Retrospective effect: The Bill will come into force on April 1,
2015.

No latest amendment in PF AND ESI DEDUCTION

Background
Statutory Compliance Requirement for ESI
Deduction
The Statutory compliance requirement for ESI deduction is as follows:
ESI fund, maintained by ESIC is applicable to employees earning Rs 15,000 or
less per month to provide the cash and medical benefits to them and their
families. This fund is a contributory fund in which both the employer and
employee contribute 4.75% and 1.75% respectively to make it a total of 6.5%.
For ESI calculation, the salary comprises of all the monthly payable amounts
such as basic pay, dearness allowance, city compensatory allowance, HRA,
incentive allowance, attendance bonus, meal allowance and incentive bonus.
The salary however, does not include annual bonus, retrenchment
compensation, encashment of leave and gratuity.

Statutory Compliance Requirement for PF


Deduction
The Statutory compliance requirement for PF deduction is as follows:
Just like ESI, the Employees Provident Fund (EPF) is also a contributory fund
in which both the employee and employer contribute amount. EPF is a

compulsory and contributory fund for the Indian organizations under The
Employees Provident Fund and Miscellaneous Provisions Act 1952.
Employee and Employer Contributions for PF Deduction Statutory Compliance

For EFP, both the employee and the employer contributes equal amount,
which is 12% of the salary of the employee. However, the employee
contributions may differ. Employees can contribute more than 12% of their
salary voluntarily. However, in such a case, the employer is not bound to
match the extra contribution of the employee.
For PF contribution, the salary comprises of components such as: basic
wages, DA, conveyance allowance and special allowance.
For the PF deduction, the maximum limit of salary of the employee is Rs
15,000/- per month.
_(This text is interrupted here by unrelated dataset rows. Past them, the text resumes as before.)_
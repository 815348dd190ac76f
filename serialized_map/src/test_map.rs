#![allow(missing_docs)]
use crate::{Entry, SerializedMap, SerializedMapError, SyncOptions};
use indexmap::IndexMap;
use rand::{rngs::SmallRng, Rng, SeedableRng};

type Key = u8;
type Value = u32;

/// A [`SerializedMap`] checked against a plain list and a first-occurrence table built from it.
struct CheckedMap {
    dut: SerializedMap<Key, Value>,
    ref_entries: Vec<(Key, Value)>,
    ref_table: IndexMap<Key, Value>,
    ref_freed: bool,
}

impl CheckedMap {
    fn new(options: SyncOptions) -> Self {
        CheckedMap {
            dut: SerializedMap::with_options(options),
            ref_entries: Vec::new(),
            ref_table: IndexMap::new(),
            ref_freed: false,
        }
    }
    fn restore(&mut self) {
        if std::mem::take(&mut self.ref_freed) {
            let pending = std::mem::take(&mut self.ref_entries);
            self.ref_entries = self.ref_table.iter().map(|(&k, &v)| (k, v)).collect();
            self.ref_entries.extend(pending);
        }
    }
    fn add_serialized(&mut self, key: Key, value: Value) {
        self.restore();
        let dut_result = self.dut.add_serialized(key, value);
        if self.ref_entries.iter().any(|&(k, _)| k == key) {
            assert_eq!(dut_result, Err(SerializedMapError::DuplicateKey { key }));
        } else {
            assert_eq!(dut_result, Ok(()));
            self.ref_entries.push((key, value));
        }
    }
    fn remove_serialized(&mut self, key: Key) {
        self.restore();
        let len = self.ref_entries.len();
        self.ref_entries.retain(|&(k, _)| k != key);
        assert_eq!(self.dut.remove_serialized(&key), len - self.ref_entries.len());
    }
    fn set_serialized(&mut self, key: Key, value: Value) {
        self.restore();
        let dut_result = self.dut.set_serialized(key, value);
        match self.ref_entries.iter_mut().find(|(k, _)| *k == key) {
            Some((_, v)) => assert_eq!(dut_result, Ok(std::mem::replace(v, value))),
            None => assert_eq!(dut_result, Err(SerializedMapError::KeyNotFound { key })),
        }
    }
    fn push_raw(&mut self, key: Key, value: Value) {
        self.dut.entries_mut().push(Entry::new(key, value));
        self.ref_entries.push((key, value));
    }
    fn rekey_raw(&mut self, position: usize, key: Key) {
        if let Some(entry) = self.dut.entries_mut().get_mut(position) {
            entry.key = key;
            self.ref_entries[position].0 = key;
        }
    }
    fn load(&mut self) {
        self.dut.load();
        self.restore();
        self.ref_table.clear();
        for &(key, value) in &self.ref_entries {
            self.ref_table.entry(key).or_insert(value);
        }
        if !self.dut.options().retain_entries_after_load {
            self.ref_entries.clear();
            self.ref_freed = true;
        }
        assert!(Iterator::eq(self.ref_table.iter(), self.dut.iter()));
        self.dut.check_loaded();
    }
    fn prepare_for_persist(&mut self, final_build: bool) {
        self.dut.options_mut().final_build = final_build;
        self.dut.prepare_for_persist();
        self.restore();
        if final_build {
            let mut seen = IndexMap::new();
            self.ref_entries.retain(|&(key, _)| seen.insert(key, ()).is_none());
        }
    }
    fn has_duplicates(&mut self) {
        self.restore();
        let mut seen = IndexMap::new();
        let expected = !self
            .ref_entries
            .iter()
            .all(|&(key, _)| seen.insert(key, ()).is_none());
        assert_eq!(self.dut.has_duplicates(), expected);
    }
    fn check(&mut self) {
        self.dut.check();
        assert!(Iterator::eq(
            self.ref_entries.iter().copied(),
            self.dut.entries().iter().map(|entry| (entry.key, entry.value))
        ));
    }
    fn random_step(&mut self, rng: &mut SmallRng) {
        let key = rng.gen_range(0..24);
        let value = rng.gen();
        match rng.gen_range(0..100) {
            0..=29 => self.add_serialized(key, value),
            30..=39 => self.remove_serialized(key),
            40..=54 => self.set_serialized(key, value),
            55..=69 => self.push_raw(key, value),
            70..=74 => {
                let position = rng.gen_range(0..self.ref_entries.len().max(1));
                self.rekey_raw(position, key)
            }
            75..=84 => self.load(),
            85..=94 => self.prepare_for_persist(rng.gen_bool(0.3)),
            _ => self.has_duplicates(),
        }
        self.check();
    }
}

fn random_run(options: SyncOptions, seed: u64) {
    let mut rng = SmallRng::seed_from_u64(seed);
    let mut map = CheckedMap::new(options);
    for _ in 0..2000 {
        map.random_step(&mut rng);
    }
    map.load();
}

#[test]
fn random_interactive() {
    for seed in 0..8 {
        random_run(SyncOptions::default(), seed);
    }
}

#[test]
fn random_final_build() {
    let options = SyncOptions {
        final_build: true,
        ..SyncOptions::default()
    };
    for seed in 100..108 {
        random_run(options, seed);
    }
}

#[test]
fn random_stripped() {
    let options = SyncOptions {
        retain_entries_after_load: false,
        ..SyncOptions::default()
    };
    for seed in 200..208 {
        random_run(options, seed);
    }
}

#[test]
fn remove_duplicates_idempotent() {
    let mut rng = SmallRng::seed_from_u64(7);
    for _ in 0..50 {
        let len = rng.gen_range(0..64);
        let list: Vec<Entry<Key, Value>> = (0..len)
            .map(|_| Entry::new(rng.gen_range(0..16), rng.gen()))
            .collect();

        let mut map = SerializedMap::<Key, Value>::from_entries(list.clone());
        map.options_mut().final_build = true;
        map.prepare_for_persist();
        let once = map.entries().to_vec();
        map.prepare_for_persist();
        assert_eq!(map.entries(), &once[..]);

        let mut seen = IndexMap::new();
        let expected: Vec<_> = list
            .into_iter()
            .filter(|entry| seen.insert(entry.key, ()).is_none())
            .collect();
        assert_eq!(once, expected);
        assert!(!map.has_duplicates());
    }
}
This means that even if the employees salary is above
Rs 15,000/- the employer is liable to contribute only on Rs 15,000/-, that is Rs
1,800.
The Statutory compliance for PF contribution has some less known facts
associated with it. The PF is divided into EPF and EPS (Employee pension
Scheme) contributions. The employees contribution goes straight to EPF
whereas from employers contribution, the 8.33% goes to EPS subject to Rs
1,250 a month and the rest goes to EPF. The payroll providers take care
about your ESI and PF deductions automatically.